Dataset entries:
□ □ □ □ □ □ □

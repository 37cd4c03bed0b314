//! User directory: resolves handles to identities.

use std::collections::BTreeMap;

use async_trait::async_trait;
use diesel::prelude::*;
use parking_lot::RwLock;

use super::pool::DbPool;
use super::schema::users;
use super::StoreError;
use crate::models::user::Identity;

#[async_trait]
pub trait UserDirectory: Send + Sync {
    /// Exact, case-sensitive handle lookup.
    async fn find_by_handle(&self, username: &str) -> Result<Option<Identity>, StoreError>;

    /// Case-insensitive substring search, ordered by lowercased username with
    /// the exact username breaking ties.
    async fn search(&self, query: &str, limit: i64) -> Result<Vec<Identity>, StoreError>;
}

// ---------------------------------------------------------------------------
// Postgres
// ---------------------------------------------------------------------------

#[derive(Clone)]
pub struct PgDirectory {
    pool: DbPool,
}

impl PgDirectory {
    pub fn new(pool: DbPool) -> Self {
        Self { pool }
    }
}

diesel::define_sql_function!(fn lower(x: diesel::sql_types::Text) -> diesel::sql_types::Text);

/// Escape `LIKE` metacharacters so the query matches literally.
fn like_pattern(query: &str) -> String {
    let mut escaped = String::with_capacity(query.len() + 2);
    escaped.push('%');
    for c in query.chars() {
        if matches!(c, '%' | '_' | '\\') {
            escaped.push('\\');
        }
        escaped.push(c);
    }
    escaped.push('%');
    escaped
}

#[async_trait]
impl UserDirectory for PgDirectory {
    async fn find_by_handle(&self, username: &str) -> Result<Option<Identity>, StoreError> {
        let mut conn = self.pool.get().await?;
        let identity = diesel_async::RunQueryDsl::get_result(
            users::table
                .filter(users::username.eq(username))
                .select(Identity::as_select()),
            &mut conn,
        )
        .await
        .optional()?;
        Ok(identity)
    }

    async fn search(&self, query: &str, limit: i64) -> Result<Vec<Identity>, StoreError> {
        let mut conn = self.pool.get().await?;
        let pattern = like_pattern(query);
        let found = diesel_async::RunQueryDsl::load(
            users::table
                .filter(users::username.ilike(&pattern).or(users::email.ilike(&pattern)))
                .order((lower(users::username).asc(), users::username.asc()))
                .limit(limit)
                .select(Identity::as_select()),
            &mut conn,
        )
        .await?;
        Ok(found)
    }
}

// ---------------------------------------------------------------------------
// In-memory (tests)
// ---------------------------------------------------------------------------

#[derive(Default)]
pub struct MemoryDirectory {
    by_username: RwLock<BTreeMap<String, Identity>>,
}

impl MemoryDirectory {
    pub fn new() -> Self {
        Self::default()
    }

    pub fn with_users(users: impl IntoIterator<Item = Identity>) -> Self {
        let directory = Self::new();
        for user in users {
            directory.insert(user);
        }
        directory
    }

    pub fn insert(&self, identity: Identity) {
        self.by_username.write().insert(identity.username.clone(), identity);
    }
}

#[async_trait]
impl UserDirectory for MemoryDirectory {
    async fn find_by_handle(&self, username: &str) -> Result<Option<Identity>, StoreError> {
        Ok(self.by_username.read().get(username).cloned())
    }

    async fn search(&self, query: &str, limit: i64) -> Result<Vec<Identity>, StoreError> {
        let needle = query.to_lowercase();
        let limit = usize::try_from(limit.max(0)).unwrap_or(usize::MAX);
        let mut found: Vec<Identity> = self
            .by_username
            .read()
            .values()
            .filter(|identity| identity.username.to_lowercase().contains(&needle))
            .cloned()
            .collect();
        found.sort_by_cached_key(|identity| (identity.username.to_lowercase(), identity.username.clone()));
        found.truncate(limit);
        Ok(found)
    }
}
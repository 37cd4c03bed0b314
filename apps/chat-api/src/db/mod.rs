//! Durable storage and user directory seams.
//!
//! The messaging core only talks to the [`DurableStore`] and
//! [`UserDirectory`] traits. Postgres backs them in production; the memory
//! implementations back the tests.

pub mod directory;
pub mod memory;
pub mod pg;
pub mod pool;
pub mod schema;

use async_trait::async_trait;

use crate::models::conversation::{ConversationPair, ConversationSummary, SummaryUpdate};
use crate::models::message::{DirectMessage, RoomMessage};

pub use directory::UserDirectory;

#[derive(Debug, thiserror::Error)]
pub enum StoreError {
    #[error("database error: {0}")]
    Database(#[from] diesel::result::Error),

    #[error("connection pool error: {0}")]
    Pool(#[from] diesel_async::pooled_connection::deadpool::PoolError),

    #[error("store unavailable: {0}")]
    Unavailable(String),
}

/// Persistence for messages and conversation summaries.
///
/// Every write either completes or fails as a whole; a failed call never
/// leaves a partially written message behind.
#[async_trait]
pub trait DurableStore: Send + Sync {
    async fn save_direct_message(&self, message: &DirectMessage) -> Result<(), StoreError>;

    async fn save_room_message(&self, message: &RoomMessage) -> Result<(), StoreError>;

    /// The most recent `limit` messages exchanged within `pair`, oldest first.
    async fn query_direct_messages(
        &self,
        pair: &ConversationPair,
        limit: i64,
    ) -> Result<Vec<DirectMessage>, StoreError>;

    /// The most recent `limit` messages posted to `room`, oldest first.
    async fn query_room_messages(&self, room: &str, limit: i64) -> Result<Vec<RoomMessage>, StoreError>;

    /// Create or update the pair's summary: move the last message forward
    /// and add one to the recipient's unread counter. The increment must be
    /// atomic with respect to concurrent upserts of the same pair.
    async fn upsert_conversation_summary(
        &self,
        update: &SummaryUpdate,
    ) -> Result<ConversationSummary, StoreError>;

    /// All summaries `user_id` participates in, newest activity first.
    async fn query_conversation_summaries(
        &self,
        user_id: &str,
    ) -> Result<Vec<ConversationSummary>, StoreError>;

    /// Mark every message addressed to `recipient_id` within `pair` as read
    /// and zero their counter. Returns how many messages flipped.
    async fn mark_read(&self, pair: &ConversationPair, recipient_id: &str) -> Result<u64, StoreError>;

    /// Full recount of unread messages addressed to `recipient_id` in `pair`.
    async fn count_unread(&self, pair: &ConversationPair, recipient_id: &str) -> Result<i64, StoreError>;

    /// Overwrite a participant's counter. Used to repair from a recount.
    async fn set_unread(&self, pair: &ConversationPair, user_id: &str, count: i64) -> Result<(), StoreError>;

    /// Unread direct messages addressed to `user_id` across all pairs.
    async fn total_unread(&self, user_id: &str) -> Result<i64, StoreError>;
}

□ □ □ □ □ □ □

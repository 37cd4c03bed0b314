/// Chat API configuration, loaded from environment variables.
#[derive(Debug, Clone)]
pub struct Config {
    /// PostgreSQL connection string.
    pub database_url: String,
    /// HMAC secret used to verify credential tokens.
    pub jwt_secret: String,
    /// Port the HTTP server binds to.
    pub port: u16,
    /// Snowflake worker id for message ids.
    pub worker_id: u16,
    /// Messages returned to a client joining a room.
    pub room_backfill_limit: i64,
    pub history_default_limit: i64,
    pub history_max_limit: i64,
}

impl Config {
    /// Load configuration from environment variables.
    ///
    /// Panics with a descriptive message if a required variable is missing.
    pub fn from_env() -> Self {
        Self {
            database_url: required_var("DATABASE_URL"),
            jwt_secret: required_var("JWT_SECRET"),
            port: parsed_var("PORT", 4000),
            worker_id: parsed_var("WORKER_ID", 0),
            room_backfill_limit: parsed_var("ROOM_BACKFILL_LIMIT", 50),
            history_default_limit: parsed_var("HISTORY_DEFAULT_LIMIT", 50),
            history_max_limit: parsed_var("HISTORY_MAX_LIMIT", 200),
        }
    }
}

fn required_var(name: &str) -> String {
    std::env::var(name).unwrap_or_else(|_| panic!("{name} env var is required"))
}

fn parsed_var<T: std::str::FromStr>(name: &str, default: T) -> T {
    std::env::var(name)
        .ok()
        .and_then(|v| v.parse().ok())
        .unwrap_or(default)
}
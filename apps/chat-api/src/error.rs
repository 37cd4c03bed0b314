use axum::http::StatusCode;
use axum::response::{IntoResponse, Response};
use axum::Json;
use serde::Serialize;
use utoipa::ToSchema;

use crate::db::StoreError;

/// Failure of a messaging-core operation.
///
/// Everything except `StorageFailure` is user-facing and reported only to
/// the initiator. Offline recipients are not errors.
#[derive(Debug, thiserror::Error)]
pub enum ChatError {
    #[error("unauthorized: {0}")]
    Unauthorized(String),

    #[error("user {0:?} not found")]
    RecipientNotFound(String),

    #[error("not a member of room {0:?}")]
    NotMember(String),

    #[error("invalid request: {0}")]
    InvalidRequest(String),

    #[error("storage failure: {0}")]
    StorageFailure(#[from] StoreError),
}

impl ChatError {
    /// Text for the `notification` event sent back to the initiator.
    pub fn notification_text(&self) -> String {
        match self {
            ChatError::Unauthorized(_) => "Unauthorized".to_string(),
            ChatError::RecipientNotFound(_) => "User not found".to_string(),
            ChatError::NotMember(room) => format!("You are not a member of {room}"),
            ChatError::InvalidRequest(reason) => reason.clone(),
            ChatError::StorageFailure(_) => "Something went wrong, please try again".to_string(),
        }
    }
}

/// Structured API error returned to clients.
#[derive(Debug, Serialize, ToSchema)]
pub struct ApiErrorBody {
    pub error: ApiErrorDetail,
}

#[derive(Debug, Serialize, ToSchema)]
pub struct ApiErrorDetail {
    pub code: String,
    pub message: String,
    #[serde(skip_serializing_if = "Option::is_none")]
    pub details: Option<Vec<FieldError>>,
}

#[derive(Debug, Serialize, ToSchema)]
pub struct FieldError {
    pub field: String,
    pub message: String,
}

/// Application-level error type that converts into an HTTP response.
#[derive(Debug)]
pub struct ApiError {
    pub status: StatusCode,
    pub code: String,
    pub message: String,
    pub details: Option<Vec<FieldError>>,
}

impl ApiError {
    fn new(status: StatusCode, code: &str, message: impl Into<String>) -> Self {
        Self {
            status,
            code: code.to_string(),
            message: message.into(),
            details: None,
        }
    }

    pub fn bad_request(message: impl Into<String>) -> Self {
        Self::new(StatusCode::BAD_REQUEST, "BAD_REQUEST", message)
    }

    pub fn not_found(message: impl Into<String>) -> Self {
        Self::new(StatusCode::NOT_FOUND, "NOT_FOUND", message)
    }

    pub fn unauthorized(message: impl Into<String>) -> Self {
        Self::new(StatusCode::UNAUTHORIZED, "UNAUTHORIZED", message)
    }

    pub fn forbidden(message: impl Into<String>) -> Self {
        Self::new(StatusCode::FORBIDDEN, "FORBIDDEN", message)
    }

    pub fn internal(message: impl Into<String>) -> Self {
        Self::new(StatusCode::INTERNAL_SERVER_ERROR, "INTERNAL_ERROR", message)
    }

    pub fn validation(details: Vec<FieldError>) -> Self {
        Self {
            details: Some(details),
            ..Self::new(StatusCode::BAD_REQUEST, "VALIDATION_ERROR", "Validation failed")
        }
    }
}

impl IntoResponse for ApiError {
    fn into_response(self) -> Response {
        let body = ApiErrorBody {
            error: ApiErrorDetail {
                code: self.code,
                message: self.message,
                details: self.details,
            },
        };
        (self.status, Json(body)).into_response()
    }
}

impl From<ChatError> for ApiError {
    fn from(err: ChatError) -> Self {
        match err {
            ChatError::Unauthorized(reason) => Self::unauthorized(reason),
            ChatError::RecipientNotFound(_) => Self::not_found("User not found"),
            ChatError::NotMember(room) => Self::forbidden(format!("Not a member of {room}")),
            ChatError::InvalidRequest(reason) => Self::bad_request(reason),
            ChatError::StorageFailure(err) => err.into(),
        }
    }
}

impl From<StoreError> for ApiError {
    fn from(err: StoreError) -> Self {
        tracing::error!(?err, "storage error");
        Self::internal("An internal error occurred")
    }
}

□ □ □ □ □ □ □

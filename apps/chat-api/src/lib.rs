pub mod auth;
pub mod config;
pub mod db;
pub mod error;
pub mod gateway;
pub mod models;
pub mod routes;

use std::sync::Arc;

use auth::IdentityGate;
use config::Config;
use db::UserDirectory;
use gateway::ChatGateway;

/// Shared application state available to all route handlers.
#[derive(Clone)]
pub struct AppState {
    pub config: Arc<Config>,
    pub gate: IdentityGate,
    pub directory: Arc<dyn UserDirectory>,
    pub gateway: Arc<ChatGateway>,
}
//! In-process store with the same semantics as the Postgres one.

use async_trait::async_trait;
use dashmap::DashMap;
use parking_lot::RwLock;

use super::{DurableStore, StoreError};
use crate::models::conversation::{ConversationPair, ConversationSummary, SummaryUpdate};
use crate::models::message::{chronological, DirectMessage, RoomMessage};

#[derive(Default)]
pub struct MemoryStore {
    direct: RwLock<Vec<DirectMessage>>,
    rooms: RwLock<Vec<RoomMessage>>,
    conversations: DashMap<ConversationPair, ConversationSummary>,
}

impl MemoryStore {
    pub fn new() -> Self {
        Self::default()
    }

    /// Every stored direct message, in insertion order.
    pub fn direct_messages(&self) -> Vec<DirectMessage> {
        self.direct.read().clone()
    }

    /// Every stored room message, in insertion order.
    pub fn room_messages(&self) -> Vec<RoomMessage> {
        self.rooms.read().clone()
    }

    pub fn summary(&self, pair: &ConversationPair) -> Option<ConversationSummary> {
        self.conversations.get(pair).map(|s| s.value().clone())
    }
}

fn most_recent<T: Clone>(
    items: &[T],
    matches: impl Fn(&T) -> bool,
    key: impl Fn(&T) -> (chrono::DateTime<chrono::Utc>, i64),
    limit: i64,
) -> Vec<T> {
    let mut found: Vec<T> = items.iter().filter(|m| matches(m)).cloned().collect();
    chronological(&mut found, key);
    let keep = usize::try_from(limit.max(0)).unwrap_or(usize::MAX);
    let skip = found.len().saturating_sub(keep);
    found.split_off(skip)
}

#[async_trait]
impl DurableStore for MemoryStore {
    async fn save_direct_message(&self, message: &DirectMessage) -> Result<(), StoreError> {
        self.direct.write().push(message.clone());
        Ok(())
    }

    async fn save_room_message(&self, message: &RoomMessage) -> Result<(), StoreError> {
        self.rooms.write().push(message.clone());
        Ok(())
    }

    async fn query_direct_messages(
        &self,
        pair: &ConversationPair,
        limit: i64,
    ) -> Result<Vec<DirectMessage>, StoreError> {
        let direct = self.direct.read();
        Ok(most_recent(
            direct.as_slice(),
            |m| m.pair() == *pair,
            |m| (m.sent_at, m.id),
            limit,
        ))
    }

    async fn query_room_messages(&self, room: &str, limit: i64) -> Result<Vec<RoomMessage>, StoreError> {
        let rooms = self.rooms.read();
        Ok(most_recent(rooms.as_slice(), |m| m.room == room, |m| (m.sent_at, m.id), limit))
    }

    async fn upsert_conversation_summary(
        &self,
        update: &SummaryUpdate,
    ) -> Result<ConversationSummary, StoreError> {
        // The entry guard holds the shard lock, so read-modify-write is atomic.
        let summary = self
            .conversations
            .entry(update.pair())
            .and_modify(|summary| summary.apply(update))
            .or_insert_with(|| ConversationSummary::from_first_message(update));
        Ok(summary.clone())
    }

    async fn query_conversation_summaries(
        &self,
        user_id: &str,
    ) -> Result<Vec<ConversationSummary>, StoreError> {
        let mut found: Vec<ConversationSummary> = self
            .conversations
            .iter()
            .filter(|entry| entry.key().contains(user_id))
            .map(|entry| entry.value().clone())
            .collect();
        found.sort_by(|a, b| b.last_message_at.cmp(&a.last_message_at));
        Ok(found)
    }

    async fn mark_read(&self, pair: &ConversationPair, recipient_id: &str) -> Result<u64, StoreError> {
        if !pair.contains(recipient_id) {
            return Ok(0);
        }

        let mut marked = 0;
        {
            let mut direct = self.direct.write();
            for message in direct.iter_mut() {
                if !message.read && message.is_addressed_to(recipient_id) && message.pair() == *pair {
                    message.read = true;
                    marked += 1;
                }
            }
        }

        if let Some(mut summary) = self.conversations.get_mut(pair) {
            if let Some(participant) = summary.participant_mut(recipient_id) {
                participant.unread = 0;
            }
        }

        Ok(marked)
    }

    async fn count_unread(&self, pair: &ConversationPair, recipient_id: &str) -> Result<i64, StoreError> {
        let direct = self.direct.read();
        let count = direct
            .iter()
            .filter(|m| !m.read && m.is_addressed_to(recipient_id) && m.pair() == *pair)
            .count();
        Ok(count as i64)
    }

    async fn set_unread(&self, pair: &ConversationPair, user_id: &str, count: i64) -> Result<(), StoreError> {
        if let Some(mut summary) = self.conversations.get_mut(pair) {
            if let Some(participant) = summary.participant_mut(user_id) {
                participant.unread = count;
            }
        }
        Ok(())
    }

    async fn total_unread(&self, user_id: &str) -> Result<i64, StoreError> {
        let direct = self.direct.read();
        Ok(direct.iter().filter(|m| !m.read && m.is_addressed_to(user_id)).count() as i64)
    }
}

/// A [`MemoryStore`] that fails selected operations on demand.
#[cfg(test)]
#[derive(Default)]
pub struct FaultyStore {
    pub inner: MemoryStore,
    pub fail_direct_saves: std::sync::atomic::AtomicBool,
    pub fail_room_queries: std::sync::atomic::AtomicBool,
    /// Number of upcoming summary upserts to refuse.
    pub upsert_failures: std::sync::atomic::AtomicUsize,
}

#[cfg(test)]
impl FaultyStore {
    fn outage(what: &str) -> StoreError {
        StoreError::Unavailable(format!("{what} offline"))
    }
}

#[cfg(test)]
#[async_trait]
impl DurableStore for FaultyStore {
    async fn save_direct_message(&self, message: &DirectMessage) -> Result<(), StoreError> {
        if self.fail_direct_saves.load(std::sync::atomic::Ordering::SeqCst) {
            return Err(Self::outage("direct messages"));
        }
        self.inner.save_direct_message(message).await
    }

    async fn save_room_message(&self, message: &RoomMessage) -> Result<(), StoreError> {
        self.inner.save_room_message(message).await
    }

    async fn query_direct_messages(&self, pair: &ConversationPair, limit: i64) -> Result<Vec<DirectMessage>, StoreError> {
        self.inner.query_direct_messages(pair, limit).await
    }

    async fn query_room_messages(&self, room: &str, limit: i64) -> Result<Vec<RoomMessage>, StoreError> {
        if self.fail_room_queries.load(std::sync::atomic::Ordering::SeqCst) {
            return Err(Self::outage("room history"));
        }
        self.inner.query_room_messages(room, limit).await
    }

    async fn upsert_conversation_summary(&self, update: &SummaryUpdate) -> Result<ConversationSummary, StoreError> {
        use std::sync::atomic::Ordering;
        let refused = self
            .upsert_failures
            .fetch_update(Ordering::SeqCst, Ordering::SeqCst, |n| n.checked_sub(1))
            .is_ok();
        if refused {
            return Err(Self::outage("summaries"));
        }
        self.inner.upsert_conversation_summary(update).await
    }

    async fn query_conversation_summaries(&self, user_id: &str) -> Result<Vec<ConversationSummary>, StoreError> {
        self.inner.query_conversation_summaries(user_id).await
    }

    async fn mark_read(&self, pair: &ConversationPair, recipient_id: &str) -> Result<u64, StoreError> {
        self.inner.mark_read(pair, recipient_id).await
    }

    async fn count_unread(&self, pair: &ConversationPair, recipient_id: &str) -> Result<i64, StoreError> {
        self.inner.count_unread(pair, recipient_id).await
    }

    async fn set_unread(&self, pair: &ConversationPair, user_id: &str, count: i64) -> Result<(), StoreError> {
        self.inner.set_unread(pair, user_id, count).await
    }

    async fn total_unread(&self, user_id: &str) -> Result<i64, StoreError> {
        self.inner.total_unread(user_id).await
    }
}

□ □ □ □ □ □ □

Scan the records above and count the lines that contain "DirectMessage". No text besides the count.

10